What you will do -
Go over the data and copy out each line with "InvalidInput" in it.

Collected data:
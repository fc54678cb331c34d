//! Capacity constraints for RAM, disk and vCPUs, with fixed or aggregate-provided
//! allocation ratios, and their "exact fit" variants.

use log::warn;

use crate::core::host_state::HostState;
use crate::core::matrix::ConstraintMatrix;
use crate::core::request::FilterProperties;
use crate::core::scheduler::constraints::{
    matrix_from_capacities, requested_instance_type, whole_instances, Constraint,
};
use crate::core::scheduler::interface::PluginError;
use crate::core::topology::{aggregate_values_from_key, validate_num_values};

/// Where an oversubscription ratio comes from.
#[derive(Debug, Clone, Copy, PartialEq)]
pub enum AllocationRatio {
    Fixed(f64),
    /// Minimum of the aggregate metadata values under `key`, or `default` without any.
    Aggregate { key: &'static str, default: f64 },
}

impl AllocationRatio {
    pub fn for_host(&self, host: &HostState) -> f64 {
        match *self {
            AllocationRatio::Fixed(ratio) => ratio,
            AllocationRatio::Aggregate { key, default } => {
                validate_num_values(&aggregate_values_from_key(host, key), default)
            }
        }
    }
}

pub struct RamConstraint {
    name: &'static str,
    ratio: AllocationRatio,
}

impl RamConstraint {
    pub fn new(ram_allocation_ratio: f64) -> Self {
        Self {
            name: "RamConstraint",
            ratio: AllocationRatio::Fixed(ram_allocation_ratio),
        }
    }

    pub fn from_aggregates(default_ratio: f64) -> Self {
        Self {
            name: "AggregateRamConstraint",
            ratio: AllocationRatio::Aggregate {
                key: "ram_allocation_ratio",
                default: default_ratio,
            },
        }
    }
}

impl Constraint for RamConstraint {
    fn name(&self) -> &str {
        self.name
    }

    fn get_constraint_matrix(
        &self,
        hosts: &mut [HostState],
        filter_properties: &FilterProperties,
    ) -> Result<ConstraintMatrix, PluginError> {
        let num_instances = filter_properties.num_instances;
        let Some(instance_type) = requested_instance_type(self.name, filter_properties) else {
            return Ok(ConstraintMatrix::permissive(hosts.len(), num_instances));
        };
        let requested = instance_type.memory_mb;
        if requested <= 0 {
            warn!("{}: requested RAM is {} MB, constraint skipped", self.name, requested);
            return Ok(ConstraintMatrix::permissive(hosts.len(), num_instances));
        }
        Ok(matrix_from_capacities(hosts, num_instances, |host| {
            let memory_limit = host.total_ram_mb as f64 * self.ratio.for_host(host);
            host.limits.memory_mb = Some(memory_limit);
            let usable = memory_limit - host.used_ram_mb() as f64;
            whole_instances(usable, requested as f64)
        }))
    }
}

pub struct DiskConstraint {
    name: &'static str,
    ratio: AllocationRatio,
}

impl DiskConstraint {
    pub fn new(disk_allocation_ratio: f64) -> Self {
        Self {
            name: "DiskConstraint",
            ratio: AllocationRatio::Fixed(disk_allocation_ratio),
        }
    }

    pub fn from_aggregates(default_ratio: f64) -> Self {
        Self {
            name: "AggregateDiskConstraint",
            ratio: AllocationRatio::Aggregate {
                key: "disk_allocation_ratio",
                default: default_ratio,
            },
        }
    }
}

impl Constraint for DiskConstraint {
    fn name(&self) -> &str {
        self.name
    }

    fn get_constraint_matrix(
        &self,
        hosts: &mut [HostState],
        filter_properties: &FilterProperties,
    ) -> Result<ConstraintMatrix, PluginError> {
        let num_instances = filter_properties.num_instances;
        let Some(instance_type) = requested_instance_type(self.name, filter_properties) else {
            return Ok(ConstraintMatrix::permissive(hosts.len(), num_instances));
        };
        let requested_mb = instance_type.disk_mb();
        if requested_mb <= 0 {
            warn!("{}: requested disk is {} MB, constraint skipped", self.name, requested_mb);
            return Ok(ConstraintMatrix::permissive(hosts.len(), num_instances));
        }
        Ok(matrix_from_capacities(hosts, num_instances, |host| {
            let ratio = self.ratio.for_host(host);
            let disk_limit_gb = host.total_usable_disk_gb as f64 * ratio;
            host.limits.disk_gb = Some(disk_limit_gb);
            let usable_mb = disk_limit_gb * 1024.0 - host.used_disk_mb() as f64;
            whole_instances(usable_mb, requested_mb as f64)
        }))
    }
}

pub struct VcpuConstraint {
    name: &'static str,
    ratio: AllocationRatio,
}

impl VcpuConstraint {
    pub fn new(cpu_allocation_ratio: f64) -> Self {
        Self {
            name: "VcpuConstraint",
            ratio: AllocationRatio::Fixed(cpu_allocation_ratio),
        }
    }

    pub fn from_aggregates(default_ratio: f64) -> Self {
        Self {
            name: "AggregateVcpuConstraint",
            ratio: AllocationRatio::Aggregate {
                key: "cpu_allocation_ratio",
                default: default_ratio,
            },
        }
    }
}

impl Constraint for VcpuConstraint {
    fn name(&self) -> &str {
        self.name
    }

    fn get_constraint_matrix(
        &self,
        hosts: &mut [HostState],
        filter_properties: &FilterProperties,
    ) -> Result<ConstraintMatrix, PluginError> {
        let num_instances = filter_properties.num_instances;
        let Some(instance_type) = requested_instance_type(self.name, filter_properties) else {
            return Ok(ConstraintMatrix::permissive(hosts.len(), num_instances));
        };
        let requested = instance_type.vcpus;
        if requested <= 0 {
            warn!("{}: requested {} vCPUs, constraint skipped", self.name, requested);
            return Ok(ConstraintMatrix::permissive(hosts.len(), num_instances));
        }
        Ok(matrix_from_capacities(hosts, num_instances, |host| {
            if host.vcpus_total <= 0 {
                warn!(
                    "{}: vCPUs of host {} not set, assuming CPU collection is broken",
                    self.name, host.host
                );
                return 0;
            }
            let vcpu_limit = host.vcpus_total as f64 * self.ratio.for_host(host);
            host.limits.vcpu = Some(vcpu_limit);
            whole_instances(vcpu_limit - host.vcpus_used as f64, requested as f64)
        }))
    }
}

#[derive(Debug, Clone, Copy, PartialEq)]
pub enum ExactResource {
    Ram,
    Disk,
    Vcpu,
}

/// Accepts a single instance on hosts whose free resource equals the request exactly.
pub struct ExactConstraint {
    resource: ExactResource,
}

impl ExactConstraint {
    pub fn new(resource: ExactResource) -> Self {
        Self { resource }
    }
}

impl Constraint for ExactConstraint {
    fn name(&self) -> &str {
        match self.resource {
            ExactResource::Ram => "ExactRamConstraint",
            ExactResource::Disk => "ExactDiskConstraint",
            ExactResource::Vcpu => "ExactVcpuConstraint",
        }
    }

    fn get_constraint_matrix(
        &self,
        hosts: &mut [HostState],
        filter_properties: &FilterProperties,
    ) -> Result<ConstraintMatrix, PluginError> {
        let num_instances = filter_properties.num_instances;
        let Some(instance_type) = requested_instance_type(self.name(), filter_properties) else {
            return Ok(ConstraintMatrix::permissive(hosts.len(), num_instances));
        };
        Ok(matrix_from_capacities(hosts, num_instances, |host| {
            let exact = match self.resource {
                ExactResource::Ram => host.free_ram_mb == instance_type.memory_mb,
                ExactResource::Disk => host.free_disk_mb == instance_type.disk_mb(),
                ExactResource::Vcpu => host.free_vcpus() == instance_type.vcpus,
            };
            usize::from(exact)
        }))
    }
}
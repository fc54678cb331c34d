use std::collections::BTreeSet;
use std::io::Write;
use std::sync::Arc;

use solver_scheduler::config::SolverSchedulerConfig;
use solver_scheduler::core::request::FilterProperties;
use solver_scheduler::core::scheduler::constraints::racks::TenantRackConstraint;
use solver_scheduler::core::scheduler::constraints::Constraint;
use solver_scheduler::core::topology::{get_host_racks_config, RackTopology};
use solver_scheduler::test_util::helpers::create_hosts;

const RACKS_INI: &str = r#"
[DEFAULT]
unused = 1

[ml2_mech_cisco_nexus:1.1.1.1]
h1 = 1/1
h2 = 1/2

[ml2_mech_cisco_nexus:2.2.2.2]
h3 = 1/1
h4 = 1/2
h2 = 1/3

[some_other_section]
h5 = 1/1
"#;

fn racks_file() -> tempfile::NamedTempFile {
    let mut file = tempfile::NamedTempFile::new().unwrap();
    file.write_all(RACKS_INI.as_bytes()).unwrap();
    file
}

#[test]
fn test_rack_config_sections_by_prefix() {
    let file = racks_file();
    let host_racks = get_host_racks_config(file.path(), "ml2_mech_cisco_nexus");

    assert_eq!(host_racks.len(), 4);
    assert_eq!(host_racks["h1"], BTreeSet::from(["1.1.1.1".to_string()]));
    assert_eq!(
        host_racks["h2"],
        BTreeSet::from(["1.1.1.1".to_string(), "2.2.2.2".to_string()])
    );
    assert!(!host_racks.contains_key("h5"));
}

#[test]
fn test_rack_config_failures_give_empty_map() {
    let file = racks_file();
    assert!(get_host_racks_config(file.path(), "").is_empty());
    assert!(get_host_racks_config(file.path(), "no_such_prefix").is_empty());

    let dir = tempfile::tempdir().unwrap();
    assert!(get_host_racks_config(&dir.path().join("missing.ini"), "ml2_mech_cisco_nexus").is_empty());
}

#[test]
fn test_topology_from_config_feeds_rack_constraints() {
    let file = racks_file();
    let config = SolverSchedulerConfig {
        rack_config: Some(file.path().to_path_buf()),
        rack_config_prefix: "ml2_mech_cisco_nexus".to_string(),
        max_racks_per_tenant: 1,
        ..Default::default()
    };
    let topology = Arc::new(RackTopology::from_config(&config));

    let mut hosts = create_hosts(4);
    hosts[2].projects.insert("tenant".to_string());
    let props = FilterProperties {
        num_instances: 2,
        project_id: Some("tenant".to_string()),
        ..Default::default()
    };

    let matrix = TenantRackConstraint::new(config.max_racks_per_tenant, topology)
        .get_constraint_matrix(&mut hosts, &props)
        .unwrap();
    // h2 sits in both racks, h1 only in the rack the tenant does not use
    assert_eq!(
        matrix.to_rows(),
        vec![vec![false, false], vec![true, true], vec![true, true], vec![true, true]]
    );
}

---

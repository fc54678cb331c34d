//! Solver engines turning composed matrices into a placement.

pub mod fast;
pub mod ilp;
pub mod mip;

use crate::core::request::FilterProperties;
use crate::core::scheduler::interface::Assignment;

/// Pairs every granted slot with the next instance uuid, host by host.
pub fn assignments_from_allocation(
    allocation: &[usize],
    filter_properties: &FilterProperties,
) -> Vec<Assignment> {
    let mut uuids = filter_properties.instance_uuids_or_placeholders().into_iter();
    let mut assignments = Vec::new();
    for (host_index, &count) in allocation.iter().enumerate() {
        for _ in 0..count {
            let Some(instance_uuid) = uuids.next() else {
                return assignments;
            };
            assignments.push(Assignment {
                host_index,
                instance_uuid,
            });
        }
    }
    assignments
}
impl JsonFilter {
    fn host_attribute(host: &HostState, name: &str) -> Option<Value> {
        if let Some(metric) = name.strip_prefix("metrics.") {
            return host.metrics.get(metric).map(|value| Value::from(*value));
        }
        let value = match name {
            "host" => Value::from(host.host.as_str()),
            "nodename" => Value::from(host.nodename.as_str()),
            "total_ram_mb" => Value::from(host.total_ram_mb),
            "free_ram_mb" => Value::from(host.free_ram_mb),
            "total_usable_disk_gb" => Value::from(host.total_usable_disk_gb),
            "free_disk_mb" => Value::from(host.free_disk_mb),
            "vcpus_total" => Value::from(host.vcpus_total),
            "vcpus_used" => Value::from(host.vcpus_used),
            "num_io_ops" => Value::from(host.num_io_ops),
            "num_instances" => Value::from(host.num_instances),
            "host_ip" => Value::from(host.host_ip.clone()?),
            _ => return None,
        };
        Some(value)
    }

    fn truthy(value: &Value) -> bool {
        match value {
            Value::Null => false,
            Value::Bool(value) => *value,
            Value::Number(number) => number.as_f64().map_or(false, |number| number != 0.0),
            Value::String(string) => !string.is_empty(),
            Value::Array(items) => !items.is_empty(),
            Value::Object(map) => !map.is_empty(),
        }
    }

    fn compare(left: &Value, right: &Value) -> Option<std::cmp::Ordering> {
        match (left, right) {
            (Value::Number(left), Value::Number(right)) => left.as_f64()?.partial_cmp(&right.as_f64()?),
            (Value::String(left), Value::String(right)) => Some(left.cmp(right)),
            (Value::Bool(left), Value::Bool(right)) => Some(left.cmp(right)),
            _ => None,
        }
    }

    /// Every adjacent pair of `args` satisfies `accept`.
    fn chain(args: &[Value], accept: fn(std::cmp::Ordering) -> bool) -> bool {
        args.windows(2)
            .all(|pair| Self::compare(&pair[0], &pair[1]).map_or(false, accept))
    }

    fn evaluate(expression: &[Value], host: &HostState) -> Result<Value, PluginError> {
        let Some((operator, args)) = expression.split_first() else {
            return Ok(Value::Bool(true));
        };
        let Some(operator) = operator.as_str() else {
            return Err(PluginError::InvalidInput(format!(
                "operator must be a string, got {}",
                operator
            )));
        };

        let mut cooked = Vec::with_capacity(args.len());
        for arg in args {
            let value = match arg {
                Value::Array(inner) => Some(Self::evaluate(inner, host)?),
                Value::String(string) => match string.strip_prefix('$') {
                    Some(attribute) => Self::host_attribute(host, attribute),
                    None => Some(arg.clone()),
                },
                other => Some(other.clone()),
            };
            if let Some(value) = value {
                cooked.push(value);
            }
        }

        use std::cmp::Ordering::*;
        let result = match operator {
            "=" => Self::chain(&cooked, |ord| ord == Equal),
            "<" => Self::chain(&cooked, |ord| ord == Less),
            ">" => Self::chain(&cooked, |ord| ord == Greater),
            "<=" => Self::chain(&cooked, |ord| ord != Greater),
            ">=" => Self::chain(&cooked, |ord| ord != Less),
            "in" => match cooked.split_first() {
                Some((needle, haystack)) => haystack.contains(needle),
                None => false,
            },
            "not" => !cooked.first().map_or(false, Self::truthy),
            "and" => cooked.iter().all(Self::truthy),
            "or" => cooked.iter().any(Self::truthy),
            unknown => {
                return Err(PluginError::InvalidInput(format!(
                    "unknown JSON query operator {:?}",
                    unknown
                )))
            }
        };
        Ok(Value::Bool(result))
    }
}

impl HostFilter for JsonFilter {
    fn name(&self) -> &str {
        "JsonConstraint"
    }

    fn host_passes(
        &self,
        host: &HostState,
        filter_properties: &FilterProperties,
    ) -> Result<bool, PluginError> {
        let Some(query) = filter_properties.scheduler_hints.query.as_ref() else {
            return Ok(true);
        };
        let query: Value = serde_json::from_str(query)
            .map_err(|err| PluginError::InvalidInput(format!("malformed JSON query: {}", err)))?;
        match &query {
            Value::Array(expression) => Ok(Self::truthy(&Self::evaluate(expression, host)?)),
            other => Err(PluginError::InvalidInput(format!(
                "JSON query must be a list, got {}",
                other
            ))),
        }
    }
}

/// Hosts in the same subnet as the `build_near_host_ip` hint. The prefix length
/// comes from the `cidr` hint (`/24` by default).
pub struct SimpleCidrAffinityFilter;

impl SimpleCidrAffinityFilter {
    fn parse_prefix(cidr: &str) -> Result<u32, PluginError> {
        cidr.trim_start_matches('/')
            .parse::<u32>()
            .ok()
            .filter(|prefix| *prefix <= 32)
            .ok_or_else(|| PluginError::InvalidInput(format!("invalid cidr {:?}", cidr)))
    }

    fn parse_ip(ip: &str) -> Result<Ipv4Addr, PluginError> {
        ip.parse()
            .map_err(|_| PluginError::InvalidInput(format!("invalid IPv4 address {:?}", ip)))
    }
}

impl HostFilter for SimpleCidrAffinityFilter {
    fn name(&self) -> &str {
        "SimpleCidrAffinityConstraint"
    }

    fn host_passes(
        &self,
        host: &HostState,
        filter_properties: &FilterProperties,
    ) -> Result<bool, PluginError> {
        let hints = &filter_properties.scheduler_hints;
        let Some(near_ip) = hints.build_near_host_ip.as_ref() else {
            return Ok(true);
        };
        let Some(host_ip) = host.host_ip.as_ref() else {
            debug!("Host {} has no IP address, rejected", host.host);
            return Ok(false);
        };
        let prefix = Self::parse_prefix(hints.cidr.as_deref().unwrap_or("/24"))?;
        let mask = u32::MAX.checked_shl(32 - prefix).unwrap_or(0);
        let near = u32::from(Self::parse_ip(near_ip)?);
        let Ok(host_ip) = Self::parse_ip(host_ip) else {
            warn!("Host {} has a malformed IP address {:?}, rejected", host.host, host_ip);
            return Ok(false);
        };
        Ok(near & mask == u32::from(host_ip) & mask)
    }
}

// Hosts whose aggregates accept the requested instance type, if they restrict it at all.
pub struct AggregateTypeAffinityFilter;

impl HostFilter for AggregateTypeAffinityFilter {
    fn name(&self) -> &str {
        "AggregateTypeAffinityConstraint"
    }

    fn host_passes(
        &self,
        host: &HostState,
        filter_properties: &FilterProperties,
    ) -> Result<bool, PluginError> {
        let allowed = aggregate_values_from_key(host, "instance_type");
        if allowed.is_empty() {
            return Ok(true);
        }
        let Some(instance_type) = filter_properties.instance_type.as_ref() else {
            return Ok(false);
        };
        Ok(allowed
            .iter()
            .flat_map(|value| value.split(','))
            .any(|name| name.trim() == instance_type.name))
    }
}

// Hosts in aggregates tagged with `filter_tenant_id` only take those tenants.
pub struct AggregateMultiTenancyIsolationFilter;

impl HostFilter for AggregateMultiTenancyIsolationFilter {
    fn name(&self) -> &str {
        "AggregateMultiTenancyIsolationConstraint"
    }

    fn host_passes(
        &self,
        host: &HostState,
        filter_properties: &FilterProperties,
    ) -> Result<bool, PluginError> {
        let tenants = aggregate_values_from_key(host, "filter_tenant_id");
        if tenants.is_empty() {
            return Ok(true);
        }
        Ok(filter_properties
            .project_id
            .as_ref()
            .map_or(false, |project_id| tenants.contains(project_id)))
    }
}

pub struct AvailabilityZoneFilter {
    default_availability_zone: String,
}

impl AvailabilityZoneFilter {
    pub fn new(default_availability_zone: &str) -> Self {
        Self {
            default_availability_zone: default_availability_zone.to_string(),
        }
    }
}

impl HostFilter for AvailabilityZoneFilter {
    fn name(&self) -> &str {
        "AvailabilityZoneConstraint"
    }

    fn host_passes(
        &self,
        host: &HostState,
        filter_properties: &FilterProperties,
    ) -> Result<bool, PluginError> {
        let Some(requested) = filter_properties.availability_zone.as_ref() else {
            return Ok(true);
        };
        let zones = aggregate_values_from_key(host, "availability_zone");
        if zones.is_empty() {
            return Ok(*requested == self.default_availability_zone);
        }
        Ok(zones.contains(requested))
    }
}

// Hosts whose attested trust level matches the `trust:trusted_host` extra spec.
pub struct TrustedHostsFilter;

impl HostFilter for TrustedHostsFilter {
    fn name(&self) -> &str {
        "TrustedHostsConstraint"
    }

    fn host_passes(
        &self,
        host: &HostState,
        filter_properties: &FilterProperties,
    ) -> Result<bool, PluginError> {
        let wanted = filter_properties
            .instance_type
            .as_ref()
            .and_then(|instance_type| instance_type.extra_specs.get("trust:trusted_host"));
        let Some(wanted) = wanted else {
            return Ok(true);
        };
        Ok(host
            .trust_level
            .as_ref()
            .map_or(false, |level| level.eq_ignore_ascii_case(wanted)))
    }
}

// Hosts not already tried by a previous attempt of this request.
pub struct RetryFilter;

--

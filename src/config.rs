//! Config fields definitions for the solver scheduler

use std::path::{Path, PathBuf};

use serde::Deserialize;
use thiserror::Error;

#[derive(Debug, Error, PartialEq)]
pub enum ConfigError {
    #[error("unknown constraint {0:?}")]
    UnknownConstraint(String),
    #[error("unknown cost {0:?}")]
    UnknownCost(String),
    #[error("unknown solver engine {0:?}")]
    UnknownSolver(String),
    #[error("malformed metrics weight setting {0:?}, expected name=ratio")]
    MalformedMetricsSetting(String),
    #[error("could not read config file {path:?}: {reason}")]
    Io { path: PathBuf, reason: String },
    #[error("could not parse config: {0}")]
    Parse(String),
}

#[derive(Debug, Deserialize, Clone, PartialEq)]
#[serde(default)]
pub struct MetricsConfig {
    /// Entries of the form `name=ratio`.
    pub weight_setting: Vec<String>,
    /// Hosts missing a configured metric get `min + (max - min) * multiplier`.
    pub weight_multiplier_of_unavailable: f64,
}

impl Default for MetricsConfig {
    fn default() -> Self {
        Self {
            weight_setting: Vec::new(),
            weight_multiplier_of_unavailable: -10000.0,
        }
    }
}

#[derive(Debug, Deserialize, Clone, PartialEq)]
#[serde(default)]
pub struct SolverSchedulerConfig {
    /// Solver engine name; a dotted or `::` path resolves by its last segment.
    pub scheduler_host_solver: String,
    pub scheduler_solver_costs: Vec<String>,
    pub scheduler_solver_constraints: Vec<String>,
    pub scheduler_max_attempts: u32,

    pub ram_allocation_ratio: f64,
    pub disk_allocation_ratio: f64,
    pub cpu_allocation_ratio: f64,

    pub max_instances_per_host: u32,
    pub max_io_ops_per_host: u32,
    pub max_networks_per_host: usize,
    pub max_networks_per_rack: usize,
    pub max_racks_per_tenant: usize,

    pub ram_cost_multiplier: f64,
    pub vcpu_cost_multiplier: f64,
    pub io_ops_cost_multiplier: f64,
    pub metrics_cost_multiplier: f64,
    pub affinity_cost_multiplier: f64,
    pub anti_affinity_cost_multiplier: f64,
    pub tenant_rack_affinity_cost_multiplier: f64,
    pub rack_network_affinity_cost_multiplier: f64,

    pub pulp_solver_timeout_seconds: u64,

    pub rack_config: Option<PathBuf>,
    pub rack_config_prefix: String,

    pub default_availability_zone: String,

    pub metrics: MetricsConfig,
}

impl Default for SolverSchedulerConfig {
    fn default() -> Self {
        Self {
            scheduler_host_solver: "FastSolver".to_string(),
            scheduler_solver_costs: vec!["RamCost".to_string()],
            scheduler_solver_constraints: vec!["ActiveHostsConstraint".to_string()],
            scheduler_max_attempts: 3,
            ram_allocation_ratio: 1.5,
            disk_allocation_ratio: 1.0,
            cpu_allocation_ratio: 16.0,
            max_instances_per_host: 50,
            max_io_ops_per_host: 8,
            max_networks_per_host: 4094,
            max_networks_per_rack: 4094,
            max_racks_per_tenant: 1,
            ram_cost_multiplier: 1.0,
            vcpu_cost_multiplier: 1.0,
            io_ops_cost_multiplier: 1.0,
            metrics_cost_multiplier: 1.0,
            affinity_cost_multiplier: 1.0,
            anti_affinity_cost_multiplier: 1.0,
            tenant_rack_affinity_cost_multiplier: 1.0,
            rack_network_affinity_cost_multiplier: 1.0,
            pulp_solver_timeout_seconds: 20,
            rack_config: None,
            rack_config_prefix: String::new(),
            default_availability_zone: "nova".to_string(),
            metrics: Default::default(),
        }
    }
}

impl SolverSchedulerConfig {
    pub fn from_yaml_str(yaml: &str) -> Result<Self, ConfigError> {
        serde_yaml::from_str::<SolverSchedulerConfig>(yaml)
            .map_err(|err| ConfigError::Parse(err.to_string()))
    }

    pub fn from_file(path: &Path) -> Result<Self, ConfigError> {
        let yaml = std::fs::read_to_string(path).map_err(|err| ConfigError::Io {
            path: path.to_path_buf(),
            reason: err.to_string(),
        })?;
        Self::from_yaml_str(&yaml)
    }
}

Task response -
            return Err(PluginError::InvalidInput(format!(
                return Err(PluginError::InvalidInput(format!(
            .map_err(|err| PluginError::InvalidInput(format!("malformed JSON query: {}", err)))?;
            other => Err(PluginError::InvalidInput(format!(
            .ok_or_else(|| PluginError::InvalidInput(format!("invalid cidr {:?}", cidr)))
            .map_err(|_| PluginError::InvalidInput(format!("invalid IPv4 address {:?}", ip)))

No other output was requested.